--- Provided entries Enclosed Below ---

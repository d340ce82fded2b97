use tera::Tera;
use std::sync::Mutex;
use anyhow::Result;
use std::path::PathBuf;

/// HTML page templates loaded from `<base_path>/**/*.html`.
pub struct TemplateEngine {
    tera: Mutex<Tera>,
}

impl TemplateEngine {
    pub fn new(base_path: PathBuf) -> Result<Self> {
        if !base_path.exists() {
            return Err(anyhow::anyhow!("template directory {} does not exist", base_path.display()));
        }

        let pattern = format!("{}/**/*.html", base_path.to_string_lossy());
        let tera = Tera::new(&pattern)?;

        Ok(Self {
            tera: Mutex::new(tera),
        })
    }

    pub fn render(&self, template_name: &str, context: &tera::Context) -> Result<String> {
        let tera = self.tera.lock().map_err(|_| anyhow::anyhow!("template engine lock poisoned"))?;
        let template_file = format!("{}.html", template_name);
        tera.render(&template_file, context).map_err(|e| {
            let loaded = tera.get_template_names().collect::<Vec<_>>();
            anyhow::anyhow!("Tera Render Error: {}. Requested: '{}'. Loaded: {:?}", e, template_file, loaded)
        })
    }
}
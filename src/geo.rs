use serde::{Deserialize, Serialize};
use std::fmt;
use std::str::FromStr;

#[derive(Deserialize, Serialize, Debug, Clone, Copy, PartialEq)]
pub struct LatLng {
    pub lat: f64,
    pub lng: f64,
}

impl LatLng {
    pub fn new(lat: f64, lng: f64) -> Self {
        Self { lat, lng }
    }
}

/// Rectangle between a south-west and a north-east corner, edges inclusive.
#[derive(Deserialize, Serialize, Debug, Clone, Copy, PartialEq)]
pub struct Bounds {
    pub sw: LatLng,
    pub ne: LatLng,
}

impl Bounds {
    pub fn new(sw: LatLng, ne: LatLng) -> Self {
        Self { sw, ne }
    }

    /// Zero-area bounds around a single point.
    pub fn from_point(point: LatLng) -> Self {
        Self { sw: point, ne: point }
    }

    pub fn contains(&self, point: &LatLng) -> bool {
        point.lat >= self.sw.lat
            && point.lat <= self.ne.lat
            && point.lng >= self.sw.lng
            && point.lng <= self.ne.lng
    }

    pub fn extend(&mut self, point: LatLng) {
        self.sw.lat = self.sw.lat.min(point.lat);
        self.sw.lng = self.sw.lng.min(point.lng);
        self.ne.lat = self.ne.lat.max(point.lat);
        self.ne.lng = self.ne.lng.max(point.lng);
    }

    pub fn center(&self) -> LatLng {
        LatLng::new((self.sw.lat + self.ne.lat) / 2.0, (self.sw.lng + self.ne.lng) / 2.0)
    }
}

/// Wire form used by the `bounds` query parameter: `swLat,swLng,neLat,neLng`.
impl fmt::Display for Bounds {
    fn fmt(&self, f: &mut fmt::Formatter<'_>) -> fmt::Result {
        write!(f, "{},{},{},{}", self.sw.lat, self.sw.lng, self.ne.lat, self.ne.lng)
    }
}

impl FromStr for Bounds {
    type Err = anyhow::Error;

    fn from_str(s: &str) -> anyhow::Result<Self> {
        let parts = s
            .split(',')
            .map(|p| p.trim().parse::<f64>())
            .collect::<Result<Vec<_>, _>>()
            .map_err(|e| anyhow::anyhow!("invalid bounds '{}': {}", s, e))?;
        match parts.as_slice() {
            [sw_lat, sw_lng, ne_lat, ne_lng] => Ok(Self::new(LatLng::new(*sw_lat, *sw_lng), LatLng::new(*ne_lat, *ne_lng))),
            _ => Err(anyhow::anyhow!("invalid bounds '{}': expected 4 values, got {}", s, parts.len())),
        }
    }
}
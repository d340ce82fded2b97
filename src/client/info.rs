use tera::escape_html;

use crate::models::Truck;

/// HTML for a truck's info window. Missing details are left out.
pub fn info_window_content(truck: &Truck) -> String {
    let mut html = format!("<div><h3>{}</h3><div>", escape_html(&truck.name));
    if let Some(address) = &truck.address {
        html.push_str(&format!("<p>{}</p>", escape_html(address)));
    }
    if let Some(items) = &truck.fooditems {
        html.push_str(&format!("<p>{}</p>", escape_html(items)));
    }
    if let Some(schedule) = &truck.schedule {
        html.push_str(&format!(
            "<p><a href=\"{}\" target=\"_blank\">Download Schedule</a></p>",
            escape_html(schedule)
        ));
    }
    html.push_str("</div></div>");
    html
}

--- End of Enclosed Provided entries ---
--- Provided entries Enclosed Below ---

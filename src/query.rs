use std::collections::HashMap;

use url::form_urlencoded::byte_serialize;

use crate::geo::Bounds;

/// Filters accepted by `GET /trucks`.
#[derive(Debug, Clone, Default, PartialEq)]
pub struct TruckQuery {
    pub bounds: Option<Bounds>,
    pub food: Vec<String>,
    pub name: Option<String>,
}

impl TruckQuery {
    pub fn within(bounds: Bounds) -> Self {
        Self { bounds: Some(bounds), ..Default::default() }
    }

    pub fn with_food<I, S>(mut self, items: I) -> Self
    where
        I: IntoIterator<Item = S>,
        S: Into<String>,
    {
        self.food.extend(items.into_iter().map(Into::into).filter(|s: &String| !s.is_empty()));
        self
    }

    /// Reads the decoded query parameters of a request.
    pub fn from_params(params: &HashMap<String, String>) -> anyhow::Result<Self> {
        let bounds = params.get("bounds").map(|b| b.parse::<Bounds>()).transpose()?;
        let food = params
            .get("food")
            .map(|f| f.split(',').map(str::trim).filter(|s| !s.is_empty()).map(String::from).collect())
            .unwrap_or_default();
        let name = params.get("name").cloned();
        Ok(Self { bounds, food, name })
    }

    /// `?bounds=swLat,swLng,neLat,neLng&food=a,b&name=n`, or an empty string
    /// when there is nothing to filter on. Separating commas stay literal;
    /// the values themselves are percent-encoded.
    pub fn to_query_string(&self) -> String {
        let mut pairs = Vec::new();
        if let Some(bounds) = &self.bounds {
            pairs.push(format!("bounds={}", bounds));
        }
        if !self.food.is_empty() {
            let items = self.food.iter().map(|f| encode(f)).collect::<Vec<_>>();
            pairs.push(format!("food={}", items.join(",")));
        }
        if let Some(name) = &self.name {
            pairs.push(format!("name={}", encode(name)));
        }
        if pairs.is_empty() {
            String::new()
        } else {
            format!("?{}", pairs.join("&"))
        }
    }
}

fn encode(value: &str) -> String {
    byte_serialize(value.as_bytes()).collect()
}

--- End of Enclosed Provided entries ---

Among the entries above, the lines between the ones containing "type Err = anyhow::Error;" and "pub fn info_window_content(truck: &Truck)", inclusive, are to be transcribed exactly. No other line is to be given.

    type Err = anyhow::Error;

    fn from_str(s: &str) -> anyhow::Result<Self> {
        let parts = s
            .split(',')
            .map(|p| p.trim().parse::<f64>())
            .collect::<Result<Vec<_>, _>>()
            .map_err(|e| anyhow::anyhow!("invalid bounds '{}': {}", s, e))?;
        match parts.as_slice() {
            [sw_lat, sw_lng, ne_lat, ne_lng] => Ok(Self::new(LatLng::new(*sw_lat, *sw_lng), LatLng::new(*ne_lat, *ne_lng))),
            _ => Err(anyhow::anyhow!("invalid bounds '{}': expected 4 values, got {}", s, parts.len())),
        }
    }
}
repository d340ce82fded2b97
filename src/client/info.rs
use tera::escape_html;

use crate::models::Truck;

/// HTML for a truck's info window. Missing details are left out.
pub fn info_window_content(truck: &Truck) -> String {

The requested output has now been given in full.